Mr. Electrico
A acreditar em Ray Bradbury, numa entrevista à The Paris Review no final dos anos 1970, retomada e só publicada em 2010 [The Art of Fiction n.º 203], o evento transformador da sua vida foi o encontro com Mr. Electrico, aos doze anos. O episódio parece retirado de uma das histórias do autor. O jovem Ray Bradbury assiste na primeira fila a um número de circo no qual um homem, Mr. Electrico, sentado numa cadeira electrificada recebe uma potente descarga de energia, levanta-se e com a espada carregada de electricidade toca nos ombros do rapaz e na ponta do seu nariz, exclamando-lhe: «Vive para sempre!» Como que imbuído de um dom místico, Bradbury voltou para casa e começou a escrever. Nunca mais parou. Foi a sua forma de alcançar a imortalidade. No prefácio de uma das edições de O Homem Ilustrado, um dos seus livros mais famosos, insistiria: «Escrevo, escrevo, escrevo, para não estar morto.» .

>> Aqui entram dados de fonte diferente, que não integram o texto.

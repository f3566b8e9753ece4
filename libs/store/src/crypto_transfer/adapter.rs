use crate::crypto_transfer::{
    model::{BalanceChange, CryptoTransfer},
    schema::{AMOUNT, CONSENSUS_TIMESTAMP, ENTITY_ID},
};
use sqlx::{FromRow, Row, sqlite::SqliteRow};

impl<'r> FromRow<'r, SqliteRow> for CryptoTransfer {
    fn from_row(row: &'r SqliteRow) -> Result<Self, sqlx::Error> {
        Ok(Self {
            entity_id: row.try_get(ENTITY_ID.name)?,
            consensus_timestamp: row.try_get(CONSENSUS_TIMESTAMP.name)?,
            amount: row.try_get(AMOUNT.name)?,
        })
    }
}

impl<'r> FromRow<'r, SqliteRow> for BalanceChange {
    fn from_row(row: &'r SqliteRow) -> Result<Self, sqlx::Error> {
        Ok(Self { entity_id: row.try_get(ENTITY_ID.name)?, amount: row.try_get(AMOUNT.name)? })
    }
}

A escrita e a leitura como obsessão
A força prepotente desta missão tornaria Ray Bradbury um dos autores mais imaginativos e prolíferos do século XX. Nada escapou ao seu olhar. A sua curiosidade insaciável produziu cerca de 27 livros e 600 contos que cruzam diversos géneros literários, não contando com a poesia, as peças de teatro e radiofónicas ou as adaptações para cinema (a mais famosa destas a de Moby Dick, para o filme de John Huston, de 1953). Em Zen ou a Arte da Escrita, de 1990, um volume de ensaios ainda hoje lido por aspirantes a escritores, celebrou a «alegria da escrita» e o estado de «embriaguez criativa», defendendo que só com a quantidade se podia alcançar a qualidade. O mesmo em relação à leitura, aconselhando-nos a ler todo e qualquer tipo de literatura para o qual o nosso prazer pessoal nos dirija. Nas suas obras, promoveu uma «ficção de ideias» cujo motor é a interrogação «E se…». E se as viagens no tempo fossem possíveis e uma empresa privada organizasse safáris ao passado? Este é o termo operativo de «Um Som de Trovão», história incluída em «As Maçãs Douradas do Sol», que termina com uma borboleta do Mesozóico morta acidentalmente, provocando a trágica eleição de um ditador no futuro. É à imaginação de Bradbury que devemos o famoso «efeito borboleta».
O prazer de queimar
A contaminação de géneros e estilos na sua obra e inclusive no mesmo livro fazem de Ray Bradbury um autor inclassificável. Alternando acções trágicas e cenas cómicas, o sublime e o quotidiano ou mesmo o grotesco, a sua escrita está impregnada de um profundo pathos, um sentimento de humanidade ao qual nenhum leitor consegue ficar indiferente. A imediata empatia pelo destino de cada um dos astronautas do conto «Caleidoscópio» de «O Homem Ilustrado», à deriva no espaço infinito depois da explosão da sua nave, é disso exemplo. É esse o segredo da permanência das suas obras. Enquanto o objecto-livro permanecer um veículo e símbolo da cultura humana e o «prazer de queimar» do bombeiro Montag nos provocar um horror quase sacrílego, Fahrenheit 451 continuará a ser um clássico lido por várias gerações. É indiferente que o futuro nele descrito possa ficar datado. Bradbury, ao contrário de Dick ou de Asimov, nunca se interessou pela verosimilhança das suas visões tecnológicas. Nesse sentido, é errado confinar uma obra-prima da literatura como Crónicas Marcianas no espartilho da ficção científica. No livro, Marte serve apenas de cenário para mostrar a essência profunda do humano: os seus sonhos de infinito, a sua solidão, a sua natureza destrutiva, os seus medos e terrores, mas também a sua capacidade de emocionar-se. O mesmo acontece em romances como A Morte É um Acto Solitário ou Um Cemitério para Lunáticos, que têm um registo próximo do mistério e do horror. Nostálgicos da época de ouro do cinema, com uma atmosfera que recorda os policiais de Dashiell Hammett e de monstros e pesadelos dignos de Stephen King, são, sobretudo, criações poéticas intemporais. Por estas razões, Ray Bradbury, que acabou por morrer em 2012, vive para sempre.
Diogo Madre Deus, editor [Texto escrito segundo o acordo ortográfico de 1945.]